I could see Matthew in the mix and he was doing a bit of work. If he could do a little wheel sucking before the finish he could be in a great spot.
We were four across a narrow half of the road and I was down in the drops afraid to blink. Every time I saw a gap I filled it. I passed on the left, on the right, and up the middle. We hit the 1k to go and the road drops sharply and the roller coaster turns demands your full attention. I moved up and went past Matthew.
It seemed as if everyone was taking a breath getting ready for the finishing sprint that was just around the corner, and I took the opportunity to move up just a couple more spots. I wasn’t on the second row of riders but I was on the third and I thought to myself, “being boxed in will probably help me from going too early.”
Around the corner we could see the 200m to go sign up the road. It looked very far and I was setting up but not going just yet. I heard a voice say, “On your right 2020.” I was just passing a rider on my right and it wasn’t that rider who was speaking. We hit the 200m sign (which means we get both sides of the road to sprint to the finish line) and it was all on. I don’t know who was “on my right” but I didn’t expect them to pass me. Not that I planned to block them, I was just ready to sprint.

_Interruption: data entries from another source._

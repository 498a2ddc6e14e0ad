//! Client-side view state: what is loaded, selected and filtered.
//!
//! Holds no I/O. [`super::session::Session`] drives it from API responses.

use std::collections::HashSet;

use crate::domain::{Average, GradeId, Student, StudentId};

use super::api::GradeRecord;

/// Which screen is showing.
#[derive(Debug, Clone, Copy, PartialEq, Eq, Default)]
pub enum Screen {
    /// Roster and grade management.
    #[default]
    Students,
    /// Summary figures.
    Dashboard,
}

/// Figures shown on the dashboard.
#[derive(Debug, Clone, Copy, PartialEq, Eq)]
pub struct DashboardSummary {
    /// Number of students in the roster.
    pub total_students: usize,
    /// Mean of the per-grade averages of the loaded grades.
    pub overall_average: Average,
    /// Distinct subjects among the loaded grades.
    pub subject_count: usize,
}

/// Mutable state behind the client screens.
#[derive(Debug, Clone, Default)]
pub struct ViewState {
    screen: Screen,
    students: Vec<Student>,
    selected: Option<StudentId>,
    grades: Vec<GradeRecord>,
    editing: Option<GradeId>,
    student_search: String,
    subject_filter: String,
    loading: bool,
    error: Option<String>,
}

fn contains_ignore_case(haystack: &str, needle: &str) -> bool {
    haystack.to_lowercase().contains(&needle.to_lowercase())
}

impl ViewState {
    /// Empty state on the students screen.
    #[must_use]
    pub fn new() -> Self {
        Self::default()
    }

    /// Active screen.
    #[must_use]
    pub const fn screen(&self) -> Screen {
        self.screen
    }

    /// Switch screens.
    pub fn show(&mut self, screen: Screen) {
        self.screen = screen;
    }

    /// Loaded roster.
    #[must_use]
    pub fn students(&self) -> &[Student] {
        &self.students
    }

    /// Replace the roster. A selection whose student vanished is cleared.
    pub fn set_students(&mut self, students: Vec<Student>) {
        self.students = students;
        if let Some(id) = self.selected {
            if !self.students.iter().any(|s| s.id == id) {
                self.select(None);
            }
        }
    }

    /// Currently selected student id.
    #[must_use]
    pub const fn selected(&self) -> Option<StudentId> {
        self.selected
    }

    /// The selected student's row, if loaded.
    #[must_use]
    pub fn selected_student(&self) -> Option<&Student> {
        let id = self.selected?;
        self.students.iter().find(|s| s.id == id)
    }

    /// Change the selection. Grades and any edit in progress belong to the
    /// previous student and are dropped.
    pub fn select(&mut self, student: Option<StudentId>) {
        if self.selected != student {
            self.grades.clear();
            self.editing = None;
        }
        self.selected = student;
    }

    /// Loaded grades for the selected student.
    #[must_use]
    pub fn grades(&self) -> &[GradeRecord] {
        &self.grades
    }

    /// Replace the loaded grades. An edit target that no longer exists is
    /// cancelled.
    pub fn set_grades(&mut self, grades: Vec<GradeRecord>) {
        self.grades = grades;
        if let Some(id) = self.editing {
            if !self.grades.iter().any(|g| g.id == id) {
                self.editing = None;
            }
        }
    }

    /// Grade being edited.
    #[must_use]
    pub const fn editing(&self) -> Option<GradeId> {
        self.editing
    }

    /// The grade being edited, if still loaded.
    #[must_use]
    pub fn editing_grade(&self) -> Option<&GradeRecord> {
        let id = self.editing?;
        self.grades.iter().find(|g| g.id == id)
    }

    /// Start editing `id`.
    pub fn begin_edit(&mut self, id: GradeId) {
        self.editing = Some(id);
    }

    /// Stop editing.
    pub fn cancel_edit(&mut self) {
        self.editing = None;
    }

    /// Set the free-text student search.
    pub fn set_student_search(&mut self, search: impl Into<String>) {
        self.student_search = search.into();
    }

    /// Set the subject filter.
    pub fn set_subject_filter(&mut self, filter: impl Into<String>) {
        self.subject_filter = filter.into();
    }

    /// Students whose name or email contains the search text, ignoring case.
    pub fn filtered_students(&self) -> impl Iterator<Item = &Student> {
        self.students.iter().filter(|s| {
            contains_ignore_case(&s.name, &self.student_search)
                || contains_ignore_case(&s.email, &self.student_search)
        })
    }

    /// Grades whose subject contains the filter text, ignoring case.
    pub fn filtered_grades(&self) -> impl Iterator<Item = &GradeRecord> {
        self.grades
            .iter()
            .filter(|g| contains_ignore_case(&g.subject, &self.subject_filter))
    }

    /// Whether a request is in flight.
    #[must_use]
    pub const fn is_loading(&self) -> bool {
        self.loading
    }

    /// Mark a request as started or finished.
    pub fn set_loading(&mut self, loading: bool) {
        self.loading = loading;
    }

    /// Last error message.
    #[must_use]
    pub fn error(&self) -> Option<&str> {
        self.error.as_deref()
    }

    /// Record an error for display.
    pub fn set_error(&mut self, message: impl Into<String>) {
        self.error = Some(message.into());
    }

    /// Clear the error banner.
    pub fn dismiss_error(&mut self) {
        self.error = None;
    }

    /// Mean of the per-grade averages of all loaded grades; zero when none.
    ///
    /// The subject filter does not apply.
    #[must_use]
    pub fn overall_average(&self) -> Average {
        Average::mean_of(self.grades.iter().map(GradeRecord::scores))
    }

    /// Dashboard figures for the current state.
    #[must_use]
    pub fn dashboard(&self) -> DashboardSummary {
        let subjects: HashSet<&str> = self.grades.iter().map(|g| g.subject.as_str()).collect();
        DashboardSummary {
            total_students: self.students.len(),
            overall_average: self.overall_average(),
            subject_count: subjects.len(),
        }
    }
}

I don’t get out of the saddle when I sprint and I dug down. I felt a shot like a mini-cramp in my quad but I didn’t let up. I kept driving and looked around. I had two riders to my left and two to my right. I could see the line and kept spinning hard. I took fifth in the field sprint.
This was how we finished.
It turns out the breakaway was too fast for one of the three riders and John survived and took second. We were sprinting for third so I ended up seventh on the day.
Although the pace had been pretty pedestrian, I did more than my share of the work and was delighted beyond my wildest dreams with my finishing place. After warming down and getting dressed we checked the results and sure enough, second and seventh.
This was my first race after my season-ending crash last October. It felt good to pin on a number again. I was happy to have shared it with Hottie, John and Matthew.